Nevertheless, we put on our best Punch and Judy tease-ahge and we will told our story of the plastic that has become our life work. Although the news about plastic pollution is dire, we brought the good humor and excitement of scouting for treasures and the pleasure of the creative life to an otherwise difficult topic. We wanted to tie our presentation to the thread of ROCK's lesson plans and what they have already accomplished in their plastic gathering efforts.
Going to one place (we estimate over 500 times) has opened us to many fields of study—plastic related and ROCK-tastic—geology, anthropology, chemistry, literature, wildlife biology and of course, art. We've limited our selves to 1000 yards of one beach to make a graspable metric for understanding the world-wide problem of plastic pollution.

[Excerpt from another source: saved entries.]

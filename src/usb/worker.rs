//! ## Device worker
//!
//! One worker per physical brick stack: a handful of reader threads, a
//! single writer thread draining a bounded outbound queue, and the routing
//! table that translates between the stack's own local ids and the
//! daemon-global ids clients see.
//!
//! The outbound queue is a `std::sync::mpsc::sync_channel` capped at
//! `NUM_WRITE_TRANSFER`: one writer thread is what guarantees frames hit the
//! wire in the order they were enqueued (§5's ordering guarantee — a pool of
//! writer threads popping off a shared receiver can't promise that, since
//! the thread that pops frame 2 may call `write_bulk` before the thread that
//! popped frame 1 gets scheduled), and the channel's bounded capacity is
//! what gives a bursty producer real backpressure once `NUM_WRITE_TRANSFER`
//! frames are queued and not yet written.
//!
//! Generalizes `init.rs`'s one-shot open/claim sequence into a long-lived
//! pipeline, following `usb_device.py::USBDevice.__init__`'s shape: claim
//! the device, kick off an enumerate request, then keep reading until the
//! device is gone.

use std::sync::atomic::{AtomicBool, Ordering};
use std::sync::{Arc, Mutex};
use std::thread::JoinHandle;
use std::time::Duration;

use rusb::{Context, DeviceHandle};

use crate::constants::frame::{ENUMERATE_STACK_ID_OFFSET, GET_STACK_ID_REPLY_OFFSET, HEADER_SIZE};
use crate::constants::usb::{NUM_READ_TRANSFER, NUM_WRITE_TRANSFER, READ_BUFFER_SIZE, TRANSFER_TIMEOUT_MS};
use crate::error::Result;
use crate::frame::Frame;
use crate::registry::{next_worker_id, Registry, WorkerId};
use crate::routing::RoutingTable;

use super::DeviceAddr;

/// A live device worker. Dropping it does not stop its threads; call
/// [`Worker::shutdown`] and [`Worker::join`] for an orderly teardown.
pub struct Worker {
    id: WorkerId,
    addr: DeviceAddr,
    stop: Arc<AtomicBool>,
    threads: Vec<JoinHandle<()>>,
}

impl Worker {
    pub fn id(&self) -> WorkerId {
        self.id
    }

    pub fn addr(&self) -> DeviceAddr {
        self.addr
    }

    /// Ask every reader/writer thread to stop at its next wakeup.
    pub fn shutdown(&self) {
        self.stop.store(true, Ordering::Relaxed);
    }

    /// Block until every thread has exited.
    pub fn join(self) {
        for thread in self.threads {
            let _ = thread.join();
        }
    }

    /// Open `addr`, claim it, and spin up its reader/writer pool.
    /// `events_tx` is the single channel every worker posts inbound frames
    /// to; the dispatch task on the other end is the only thing allowed to
    /// mutate `registry`'s device records (SPEC_FULL §5).
    pub fn spawn(
        context: &Context,
        addr: DeviceAddr,
        registry: Arc<Registry>,
        events_tx: tokio::sync::mpsc::Sender<(WorkerId, Frame)>,
    ) -> Result<Worker> {
        let (handle, bulk_in, bulk_out) = super::open_brick(context, addr)?;
        let handle = Arc::new(handle);
        let worker_id = next_worker_id();
        let routing = Arc::new(Mutex::new(RoutingTable::new()));
        let stop = Arc::new(AtomicBool::new(false));

        let (out_tx, out_rx) = std::sync::mpsc::sync_channel::<Frame>(NUM_WRITE_TRANSFER);
        registry.register_worker(worker_id, out_tx.clone());

        let mut threads = Vec::with_capacity(NUM_READ_TRANSFER + 1);

        for _ in 0..NUM_READ_TRANSFER {
            let handle = Arc::clone(&handle);
            let routing = Arc::clone(&routing);
            let registry = Arc::clone(&registry);
            let events_tx = events_tx.clone();
            let stop = Arc::clone(&stop);
            threads.push(std::thread::spawn(move || {
                reader_loop(handle, bulk_in, routing, registry, worker_id, events_tx, stop);
            }));
        }

        {
            let handle = Arc::clone(&handle);
            let routing = Arc::clone(&routing);
            let stop = Arc::clone(&stop);
            threads.push(std::thread::spawn(move || {
                writer_loop(handle, bulk_out, routing, out_rx, stop, worker_id);
            }));
        }

        // every stack introduces itself on attach, per usb_device.py
        let _ = out_tx.try_send(Frame::enumerate_request());

        Ok(Worker {
            id: worker_id,
            addr,
            stop,
            threads,
        })
    }
}

fn reader_loop(
    handle: Arc<DeviceHandle<Context>>,
    bulk_in: u8,
    routing: Arc<Mutex<RoutingTable>>,
    registry: Arc<Registry>,
    worker_id: WorkerId,
    events_tx: tokio::sync::mpsc::Sender<(WorkerId, Frame)>,
    stop: Arc<AtomicBool>,
) {
    let timeout = Duration::from_millis(TRANSFER_TIMEOUT_MS);
    let mut buf = vec![0u8; READ_BUFFER_SIZE];

    while !stop.load(Ordering::Relaxed) {
        match handle.read_bulk(bulk_in, &mut buf, timeout) {
            Ok(n) if n >= HEADER_SIZE => match Frame::parse(&buf[..n]) {
                Ok(frame) => match translate_inbound(frame, &routing, &registry) {
                    Ok(frame) => {
                        if events_tx.blocking_send((worker_id, frame)).is_err() {
                            break;
                        }
                    }
                    Err(err) => log::error!("worker {}: {}", worker_id, err),
                },
                Err(err) => log::warn!("malformed frame from worker {}: {}", worker_id, err),
            },
            Ok(_) => {}
            Err(rusb::Error::Timeout) => continue,
            Err(rusb::Error::NoDevice) => break,
            Err(err) => {
                log::warn!("read error on worker {}: {}", worker_id, err);
                break;
            }
        }
    }
}

fn writer_loop(
    handle: Arc<DeviceHandle<Context>>,
    bulk_out: u8,
    routing: Arc<Mutex<RoutingTable>>,
    rx: std::sync::mpsc::Receiver<Frame>,
    stop: Arc<AtomicBool>,
    worker_id: WorkerId,
) {
    let timeout = Duration::from_millis(TRANSFER_TIMEOUT_MS);

    while !stop.load(Ordering::Relaxed) {
        let mut frame = match rx.recv_timeout(Duration::from_millis(TRANSFER_TIMEOUT_MS)) {
            Ok(frame) => frame,
            Err(std::sync::mpsc::RecvTimeoutError::Timeout) => continue,
            Err(std::sync::mpsc::RecvTimeoutError::Disconnected) => break,
        };

        if !frame.is_broadcast() {
            let local_id = routing.lock().unwrap().map_out(frame.stack_id());
            frame.set_stack_id(local_id);
        }

        if let Err(err) = handle.write_bulk(bulk_out, frame.as_bytes(), timeout) {
            log::warn!("write error on worker {}: {}", worker_id, err);
            if matches!(err, rusb::Error::NoDevice) {
                break;
            }
        }
    }
}

/// Apply a worker's routing table to an inbound frame, resolving a global
/// stack-id collision if the local id this frame carries was already
/// claimed (under a different UID) by some other device. Returns
/// `Err(Error::RoutingTableExhausted)` if the frame has to be dropped
/// because every global id is already taken.
fn translate_inbound(
    mut frame: Frame,
    routing: &Mutex<RoutingTable>,
    registry: &Registry,
) -> crate::error::Result<Frame> {
    if frame.is_enumerate_callback() {
        let local_id = frame.enumerate_stack_id();
        let uid = frame.enumerate_uid();

        let mut rt = routing.lock().unwrap();
        let mut global_id = rt.map_in(local_id);
        if registry.uid_of(global_id).is_some_and(|existing| existing != uid) {
            let new_id = registry
                .find_unused_global_id()
                .ok_or(crate::error::Error::RoutingTableExhausted)?;
            rt.rebind(local_id, new_id);
            global_id = new_id;
        }
        drop(rt);

        frame.set_byte(ENUMERATE_STACK_ID_OFFSET, global_id);
        return Ok(frame);
    }

    if frame.is_get_stack_id() {
        let local_id = frame.byte(GET_STACK_ID_REPLY_OFFSET);
        let global_id = routing.lock().unwrap().map_in(local_id);
        frame.set_byte(GET_STACK_ID_REPLY_OFFSET, global_id);
        return Ok(frame);
    }

    if !frame.is_broadcast() {
        let global_id = routing.lock().unwrap().map_in(frame.stack_id());
        frame.set_stack_id(global_id);
    }

    Ok(frame)
}

#[cfg(test)]
mod tests {
    use super::*;
    use crate::constants::frame::{
        ENUMERATE_CALLBACK_LENGTH, ENUMERATE_UID_OFFSET, STACK_ID_BROADCAST, TYPE_ENUMERATE_CALLBACK,
        TYPE_GET_STACK_ID,
    };

    fn enumerate_callback_frame(local_id: u8, uid: [u8; 8]) -> Frame {
        let mut bytes = vec![0u8; ENUMERATE_CALLBACK_LENGTH];
        bytes[0] = STACK_ID_BROADCAST;
        bytes[1] = TYPE_ENUMERATE_CALLBACK;
        bytes[2..4].copy_from_slice(&(ENUMERATE_CALLBACK_LENGTH as u16).to_le_bytes());
        bytes[ENUMERATE_UID_OFFSET..ENUMERATE_UID_OFFSET + 8].copy_from_slice(&uid);
        bytes[ENUMERATE_STACK_ID_OFFSET] = local_id;
        bytes[53] = 1; // present
        Frame::parse(&bytes).unwrap()
    }

    fn get_stack_id_frame(local_id: u8) -> Frame {
        let mut bytes = vec![0u8; GET_STACK_ID_REPLY_OFFSET + 9];
        bytes[0] = STACK_ID_BROADCAST;
        bytes[1] = TYPE_GET_STACK_ID;
        let len = bytes.len() as u16;
        bytes[2..4].copy_from_slice(&len.to_le_bytes());
        bytes[GET_STACK_ID_REPLY_OFFSET] = local_id;
        Frame::parse(&bytes).unwrap()
    }

    #[test]
    fn enumerate_without_collision_keeps_identity_mapping() {
        let routing = Mutex::new(RoutingTable::new());
        let registry = Registry::new();
        let frame = enumerate_callback_frame(1, [9; 8]);

        let out = translate_inbound(frame, &routing, &registry).unwrap();
        assert_eq!(out.enumerate_stack_id(), 1);
    }

    #[test]
    fn enumerate_collision_reassigns_and_rebinds() {
        let routing = Mutex::new(RoutingTable::new());
        let registry = Registry::new();
        registry.insert_device_if_absent(1, 999, [1; 8], "other".into());

        let frame = enumerate_callback_frame(1, [2; 8]);
        let out = translate_inbound(frame, &routing, &registry).unwrap();

        assert_eq!(out.enumerate_stack_id(), 2);
        assert_eq!(routing.lock().unwrap().map_in(1), 2);
    }

    #[test]
    fn get_stack_id_reply_rewritten_via_in_map() {
        let routing = Mutex::new(RoutingTable::new());
        routing.lock().unwrap().rebind(3, 77);
        let registry = Registry::new();

        let frame = get_stack_id_frame(3);
        let out = translate_inbound(frame, &routing, &registry).unwrap();
        assert_eq!(out.byte(GET_STACK_ID_REPLY_OFFSET), 77);
    }

    #[test]
    fn addressed_frame_stack_id_rewritten_via_in_map() {
        let routing = Mutex::new(RoutingTable::new());
        routing.lock().unwrap().rebind(5, 200);
        let registry = Registry::new();

        let frame = Frame::parse(&[5, 10, 4, 0]).unwrap();
        let out = translate_inbound(frame, &routing, &registry).unwrap();
        assert_eq!(out.stack_id(), 200);
    }
}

We are happy with our moniker the "Plastic People" and are thrilled that we have become spokespersons for the issue of plastic pollution. We find it is happening not only on Kehoe Beach but on beaches and oceans worldwide. Our exhibit at the Cal Academy last summer expanded our brief to include the issues of unsustainable fisheries and the toxic flow from house-hold waste. We've taken our show on the road, with exhibits and presentations from NYC to Washington DC, from Hong Kong to Tibilisi. We have a dynamic powerpoint Indra's Net that refers to The Jeweled Net of Indra from Hindu mythology—"The great god Indra defeated Ravenna, and to celebrate he laid an infinite gossamer net over the universe. At each juncture of the net he hung a glittering jewel. Every facet of every jewel reflected all the other jewels." Kehoe Beach is a jewel in our net, reflecting the the multiverse å la ROCK.
We use the metaphor of Indra's Net and the idea that everything is connected to everything else to explore geology, biology, history. WHEW!!! Yes, that sounds like a lot to pack into an hour and a half. It was fast paced. We wanted the students to "get" that one place, one tiny dot on the planet can open into multiple interests, can open the world. Here are a few of the topics we touched on:
• History of the environmental movement and its relation to the Point Reyes National Seashore Act
• The Geology of the area: the meeting of two tectonic plates in the rift valley of the San Andreas Fault
• Use of art and creative thinking to build energy for action
• Influences from art history
• Recovery of endangered species on Kehoe Beach—Peregrine Falcon and the Snowy Plover
• The anthropology of plastic objects—research and story telling
• The mythology of progress
• Household toxic waste
WHEW!!! Yes, that sounds like a lot to pack into an hour and a half. It was fast paced. We wanted the students to "get" that one place, one tiny dot on the planet can open into multiple interests, can open the world.
It was pretty much a snark-free zone in the Little Theatre at Drake and we ended with Green Sangha's "Plastic State of Mind" Check it out. You'll be tapping your toes and shouting hallelujah!!!
*Sir Francis Drake High School in San Anselmo, CA is named after Sir Francis Drake the English privateer and Naval Hero who purportedly landed in the area in 1579. As vice admiral from 1577 to 1580 he carried out the second circumnavigation of the world. In these parts the 16th-century sea captain is the namesake for Drakes Bay, Drakes Estero and Drakes Beach Cafe. Sir Francis Drake High School is on Marin’s most critical east-west thoroughfare, Sir Francis Drake Boulevard that runs the from the west coast of Marin County to the trail head for the Point Reyes Lighthouse at the south end of the Point Reyes Peninsula.